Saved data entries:
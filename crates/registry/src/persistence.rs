// SPDX-License-Identifier: MIT

//! Crash-safe config persistence: one pretty-printed JSON file per
//! runtime, written via tmp+fsync+rename.

use std::fs::{self, File};
use std::io::Write;
use std::path::{Path, PathBuf};

use sk_core::RuntimeName;

use crate::config::RuntimeConfig;
use crate::error::{RegistryError, Result};

fn config_path(state_dir: &Path, name: &RuntimeName) -> PathBuf {
    state_dir.join(format!("{}.json", name.as_str()))
}

/// Write `config` for `name`, replacing any previous file atomically.
pub fn save(state_dir: &Path, name: &RuntimeName, config: &RuntimeConfig) -> Result<()> {
    fs::create_dir_all(state_dir).map_err(|e| persist_err(name, e))?;
    let final_path = config_path(state_dir, name);
    let tmp_path = final_path.with_extension("tmp");

    let body = serde_json::to_string_pretty(config)?;
    let mut file = File::create(&tmp_path).map_err(|e| persist_err(name, e))?;
    file.write_all(body.as_bytes()).map_err(|e| persist_err(name, e))?;
    file.sync_all().map_err(|e| persist_err(name, e))?;
    fs::rename(&tmp_path, &final_path).map_err(|e| persist_err(name, e))?;
    Ok(())
}

pub fn load(state_dir: &Path, name: &RuntimeName) -> Result<RuntimeConfig> {
    let body = fs::read_to_string(config_path(state_dir, name)).map_err(|e| persist_err(name, e))?;
    Ok(serde_json::from_str(&body)?)
}

pub fn delete(state_dir: &Path, name: &RuntimeName) -> Result<()> {
    let path = config_path(state_dir, name);
    match fs::remove_file(&path) {
        Ok(()) => Ok(()),
        Err(e) if e.kind() == std::io::ErrorKind::NotFound => Ok(()),
        Err(e) => Err(persist_err(name, e)),
    }
}

/// Replay every `*.json` config in `state_dir` at startup, for the
/// daemon's reconcile step — restart honors each runtime's
/// `was_running` flag.
pub fn replay_all(state_dir: &Path) -> Result<Vec<(RuntimeName, RuntimeConfig)>> {
    let mut out = Vec::new();
    let entries = match fs::read_dir(state_dir) {
        Ok(entries) => entries,
        Err(e) if e.kind() == std::io::ErrorKind::NotFound => return Ok(out),
        Err(e) => return Err(RegistryError::Persistence { name: state_dir.display().to_string(), source: e }),
    };
    for entry in entries {
        let entry = entry.map_err(|e| RegistryError::Persistence { name: state_dir.display().to_string(), source: e })?;
        let path = entry.path();
        if path.extension().and_then(|e| e.to_str()) != Some("json") {
            continue;
        }
        let Some(stem) = path.file_stem().and_then(|s| s.to_str()) else { continue };
        let Some(name) = RuntimeName::parse(stem).ok() else {
            tracing::warn!(file = %path.display(), "skipping config file with an invalid runtime name");
            continue;
        };
        let config = load(state_dir, &name)?;
        out.push((name, config));
    }
    Ok(out)
}

fn persist_err(name: &RuntimeName, source: std::io::Error) -> RegistryError {
    RegistryError::Persistence { name: name.as_str().to_string(), source }
}

#[cfg(test)]
#[path = "persistence_tests.rs"]
mod tests;
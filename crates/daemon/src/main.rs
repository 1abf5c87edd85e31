// SPDX-License-Identifier: MIT

//! `socketleyd`: the Socketley daemon process. Owns the reactor
//! thread, the runtime registry, the control socket, and the optional
//! cluster publisher.

mod env;
mod lifecycle;
mod listener;
mod net;

use std::sync::Arc;

use tracing_subscriber::fmt::writer::MakeWriterExt;
use tracing_subscriber::EnvFilter;

#[tokio::main]
async fn main() -> std::process::ExitCode {
    match run().await {
        Ok(()) => std::process::ExitCode::from(0),
        Err(e) => {
            tracing::error!("{e}");
            std::process::ExitCode::from(2)
        }
    }
}

/// Logs to stdout and to a daily-rolling file under `<state_dir>/logs`.
/// The returned guard must stay alive for the process lifetime —
/// dropping it stops the background flush of the non-blocking file
/// writer.
fn init_tracing(state_dir: &std::path::Path) -> tracing_appender::non_blocking::WorkerGuard {
    let log_dir = state_dir.join("logs");
    let _ = std::fs::create_dir_all(&log_dir);
    let file_appender = tracing_appender::rolling::daily(&log_dir, "socketleyd.log");
    let (file_writer, guard) = tracing_appender::non_blocking(file_appender);

    let filter = EnvFilter::try_from_env("SOCKETLEY_LOG").unwrap_or_else(|_| EnvFilter::new("info"));
    tracing_subscriber::fmt()
        .with_env_filter(filter)
        .with_target(false)
        .with_writer(std::io::stdout.and(file_writer))
        .init();
    guard
}

async fn run() -> anyhow::Result<()> {
    let config = lifecycle::Config::load()?;
    let _tracing_guard = init_tracing(&config.state_dir);
    let _lock = lifecycle::acquire_lock(&config.lock_path)?;
    tracing::info!(state_dir = %config.state_dir.display(), "socketleyd starting");

    let registry = Arc::new(sk_registry::Registry::new(config.state_dir.clone()));
    let net = Arc::new(net::spawn(registry.clone(), config.queue_depth)?);

    let startup = lifecycle::startup(&config, &registry, &net).await?;

    let cluster_task = spawn_cluster_publisher(&config, registry.clone());

    let ctx = Arc::new(listener::commands::Context { registry: registry.clone(), net: net.clone() });

    let unix_task = tokio::spawn(listener::serve_unix(startup.control_listener, ctx.clone()));
    let tcp_task = startup.tcp_listener.map(|listener| tokio::spawn(listener::serve_tcp(listener, ctx.clone())));

    wait_for_shutdown_signal().await?;
    tracing::info!("shutdown signal received, draining runtimes");

    unix_task.abort();
    if let Some(task) = tcp_task {
        task.abort();
    }
    if let Some(task) = cluster_task {
        task.abort();
    }

    for mut handle in registry.stop_all() {
        sk_registry::RuntimeHandle::teardown(&mut handle);
    }
    match Arc::try_unwrap(net) {
        Ok(handle) => handle.shutdown(),
        Err(_) => tracing::warn!("reactor handle still referenced at shutdown; skipping join"),
    }

    Ok(())
}

fn spawn_cluster_publisher(
    config: &lifecycle::Config,
    registry: Arc<sk_registry::Registry<sk_runtimes::AnyRuntime>>,
) -> Option<tokio::task::JoinHandle<()>> {
    let cluster_dir = config.cluster_dir.clone()?;
    let daemon_name = format!("socketleyd-{}", std::process::id());
    let host = hostname();
    Some(tokio::spawn(async move {
        let now = || std::time::SystemTime::now().duration_since(std::time::UNIX_EPOCH).map(|d| d.as_secs()).unwrap_or(0);
        let mut publisher = match sk_cluster::ClusterPublisher::claim(daemon_name, host, cluster_dir, now()) {
            Ok(p) => p,
            Err(e) => {
                tracing::error!("cluster publisher failed to start: {e}");
                return;
            }
        };
        let mut interval = tokio::time::interval(std::time::Duration::from_secs(2));
        loop {
            interval.tick().await;
            let runtimes = registry
                .list()
                .into_iter()
                .map(|v| sk_cluster::RuntimeSnapshot {
                    name: v.name.as_str().to_string(),
                    kind: v.config.kind.to_string(),
                    group: v.config.group.clone(),
                    port: v.config.port,
                    state: v.state.to_string(),
                    connections: v.connections as u64,
                })
                .collect();
            match publisher.tick(now(), runtimes) {
                Ok(events) => {
                    for event in events {
                        tracing::info!(?event, "cluster event");
                    }
                }
                Err(e) => tracing::warn!("cluster publisher tick failed: {e}"),
            }
        }
    }))
}

fn hostname() -> String {
    std::env::var("HOSTNAME").unwrap_or_else(|_| "localhost".to_string())
}

#[cfg(unix)]
async fn wait_for_shutdown_signal() -> anyhow::Result<()> {
    use tokio::signal::unix::{signal, SignalKind};
    let mut term = signal(SignalKind::terminate())?;
    let mut int = signal(SignalKind::interrupt())?;
    tokio::select! {
        _ = term.recv() => {}
        _ = int.recv() => {}
    }
    Ok(())
}
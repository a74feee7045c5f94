//! In-memory datagram fabric with ICE-shaped pairing.
//!
//! Agents exchange fake SDP lines (`a=ice:<endpoint>` descriptions and
//! `a=candidate:<endpoint>` candidates) through the signaling path exactly
//! like real agents would; once two endpoints point at each other the link
//! comes up and datagrams flow, delivered on the next [`Transport::drive`].
//! A seeded RNG can drop state packets (channel `0x10`) at a configured
//! rate to model lossy links without breaking transfers.

use std::{cell::RefCell, collections::BTreeMap, rc::Rc, time::Duration};

use bytes::Bytes;
use cadence_core::{AgentEvent, AgentState, PeerAgent, Transport, TransportError};
use cadence_proto::CHANNEL_MASK;
use rand::{Rng, SeedableRng};
use rand_chacha::ChaCha8Rng;

const INPUT_CHANNEL: u8 = 0x10;

#[derive(Debug)]
struct Endpoint {
    remote: Option<u64>,
    state: AgentState,
    events: std::collections::VecDeque<AgentEvent>,
    gathered: bool,
    remote_gathering_done: bool,
}

impl Endpoint {
    fn new() -> Self {
        Self {
            remote: None,
            state: AgentState::New,
            events: std::collections::VecDeque::new(),
            gathered: false,
            remote_gathering_done: false,
        }
    }
}

/// Endpoints a fabric carries before `open` starts failing; plenty for any
/// scenario while keeping the cap reachable in tests.
const DEFAULT_ENDPOINT_LIMIT: usize = 256;

/// The shared fabric connecting every loopback agent in a test.
#[derive(Debug)]
pub struct Network {
    endpoints: BTreeMap<u64, Endpoint>,
    in_flight: Vec<(u64, Vec<u8>)>,
    next_endpoint_id: u64,
    endpoint_limit: usize,
    rng: ChaCha8Rng,
    input_loss_rate: f64,
}

impl Network {
    /// Fresh fabric with a seeded RNG for reproducible loss.
    #[must_use]
    pub fn new(seed: u64) -> Self {
        Self {
            endpoints: BTreeMap::new(),
            in_flight: Vec::new(),
            next_endpoint_id: 1,
            endpoint_limit: DEFAULT_ENDPOINT_LIMIT,
            rng: ChaCha8Rng::seed_from_u64(seed),
            input_loss_rate: 0.0,
        }
    }

    /// Drop this fraction of state packets (channel `0x10`) network-wide.
    pub fn set_input_loss_rate(&mut self, rate: f64) {
        self.input_loss_rate = rate.clamp(0.0, 1.0);
    }

    /// Cap the number of live endpoints; further `open`s fail with
    /// [`TransportError::AgentLimit`].
    pub fn set_endpoint_limit(&mut self, limit: usize) {
        self.endpoint_limit = limit;
    }

    /// Force an endpoint into the failed state, as a broken path would.
    pub fn fail_endpoint(&mut self, endpoint: u64) {
        if let Some(ep) = self.endpoints.get_mut(&endpoint) {
            ep.state = AgentState::Failed;
            ep.events.push_back(AgentEvent::StateChanged(AgentState::Failed));
        }
    }

    fn open_endpoint(&mut self) -> Result<u64, TransportError> {
        if self.endpoints.len() >= self.endpoint_limit {
            return Err(TransportError::AgentLimit);
        }
        let id = self.next_endpoint_id;
        self.next_endpoint_id += 1;
        self.endpoints.insert(id, Endpoint::new());
        Ok(id)
    }

    fn close_endpoint(&mut self, endpoint: u64) {
        self.endpoints.remove(&endpoint);
        for ep in self.endpoints.values_mut() {
            if ep.remote == Some(endpoint) && ep.state != AgentState::Failed {
                ep.state = AgentState::Failed;
                ep.events.push_back(AgentEvent::StateChanged(AgentState::Failed));
            }
        }
    }

    fn send_from(&mut self, from: u64, datagram: &[u8]) -> Result<(), TransportError> {
        let endpoint = self
            .endpoints
            .get(&from)
            .ok_or_else(|| TransportError::Send("endpoint closed".to_string()))?;
        let Some(to) = endpoint.remote else {
            return Err(TransportError::Send("no remote endpoint".to_string()));
        };

        let is_input = datagram.first().is_some_and(|&b| b & CHANNEL_MASK == INPUT_CHANNEL);
        if is_input
            && self.input_loss_rate > 0.0
            && self.rng.gen_range(0.0..1.0) < self.input_loss_rate
        {
            return Ok(());
        }

        self.in_flight.push((to, datagram.to_vec()));
        Ok(())
    }

    /// Advance link states and deliver queued datagrams.
    pub fn deliver(&mut self) {
        let ids: Vec<u64> = self.endpoints.keys().copied().collect();
        for id in ids {
            let Some(endpoint) = self.endpoints.get(&id) else { continue };
            let Some(remote) = endpoint.remote else { continue };
            let mutual =
                self.endpoints.get(&remote).is_some_and(|other| other.remote == Some(id));
            if !mutual {
                continue;
            }

            let Some(endpoint) = self.endpoints.get_mut(&id) else { continue };
            match endpoint.state {
                AgentState::New | AgentState::Gathering => {
                    endpoint.state = AgentState::Connected;
                    endpoint.events.push_back(AgentEvent::StateChanged(AgentState::Connected));
                }
                AgentState::Connected if endpoint.remote_gathering_done && endpoint.gathered => {
                    endpoint.state = AgentState::Completed;
                    endpoint.events.push_back(AgentEvent::StateChanged(AgentState::Completed));
                }
                _ => {}
            }
        }

        for (to, datagram) in std::mem::take(&mut self.in_flight) {
            if let Some(endpoint) = self.endpoints.get_mut(&to) {
                endpoint.events.push_back(AgentEvent::Datagram(Bytes::from(datagram)));
            }
        }
    }
}

fn parse_endpoint(sdp: &str, prefix: &str) -> Result<u64, TransportError> {
    sdp.strip_prefix(prefix)
        .and_then(|rest| rest.parse::<u64>().ok())
        .ok_or_else(|| TransportError::Negotiation(format!("unparseable sdp {sdp:?}")))
}

/// One side of an in-memory link.
#[derive(Debug)]
pub struct LoopbackAgent {
    id: u64,
    network: Rc<RefCell<Network>>,
}

impl PeerAgent for LoopbackAgent {
    fn state(&self) -> AgentState {
        self.network.borrow().endpoints.get(&self.id).map_or(AgentState::Failed, |ep| ep.state)
    }

    fn send(&mut self, datagram: &[u8]) -> Result<(), TransportError> {
        self.network.borrow_mut().send_from(self.id, datagram)
    }

    fn local_description(&self) -> String {
        format!("a=ice:{}", self.id)
    }

    fn set_remote_description(&mut self, sdp: &str) -> Result<(), TransportError> {
        let remote = parse_endpoint(sdp, "a=ice:")?;
        let mut network = self.network.borrow_mut();
        if let Some(endpoint) = network.endpoints.get_mut(&self.id) {
            endpoint.remote = Some(remote);
        }
        Ok(())
    }

    fn add_remote_candidate(&mut self, sdp: &str) -> Result<(), TransportError> {
        let remote = parse_endpoint(sdp, "a=candidate:")?;
        let mut network = self.network.borrow_mut();
        if let Some(endpoint) = network.endpoints.get_mut(&self.id) {
            if endpoint.remote.is_none() {
                endpoint.remote = Some(remote);
            }
        }
        Ok(())
    }

    fn set_remote_gathering_done(&mut self) {
        if let Some(endpoint) = self.network.borrow_mut().endpoints.get_mut(&self.id) {
            endpoint.remote_gathering_done = true;
        }
    }

    fn gather_candidates(&mut self) {
        let id = self.id;
        if let Some(endpoint) = self.network.borrow_mut().endpoints.get_mut(&self.id) {
            if endpoint.state == AgentState::New {
                endpoint.state = AgentState::Gathering;
            }
            endpoint.gathered = true;
            endpoint.events.push_back(AgentEvent::LocalCandidate(format!("a=candidate:{id}")));
            endpoint.events.push_back(AgentEvent::GatheringDone);
        }
    }

    fn poll_event(&mut self) -> Option<AgentEvent> {
        self.network.borrow_mut().endpoints.get_mut(&self.id)?.events.pop_front()
    }
}

impl Drop for LoopbackAgent {
    fn drop(&mut self) {
        self.network.borrow_mut().close_endpoint(self.id);
    }
}

/// Per-session handle onto the shared [`Network`].
#[derive(Debug, Clone)]
pub struct LoopbackTransport {
    network: Rc<RefCell<Network>>,
}

impl LoopbackTransport {
    /// Handle sharing `network` with every other transport in the test.
    #[must_use]
    pub fn new(network: Rc<RefCell<Network>>) -> Self {
        Self { network }
    }
}

impl Transport for LoopbackTransport {
    type Agent = LoopbackAgent;

    fn open(&mut self) -> Result<Self::Agent, TransportError> {
        let id = self.network.borrow_mut().open_endpoint()?;
        Ok(LoopbackAgent { id, network: self.network.clone() })
    }

    fn drive(&mut self, _timeout: Duration) -> Result<(), TransportError> {
        self.network.borrow_mut().deliver();
        Ok(())
    }
}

EXERCISE OBJECTIVE: If the word "struct" is on a line above, return that line.

SOLUTION TO THE PROBLEM:
struct Endpoint {
pub struct Network {
pub struct LoopbackAgent {
pub struct LoopbackTransport {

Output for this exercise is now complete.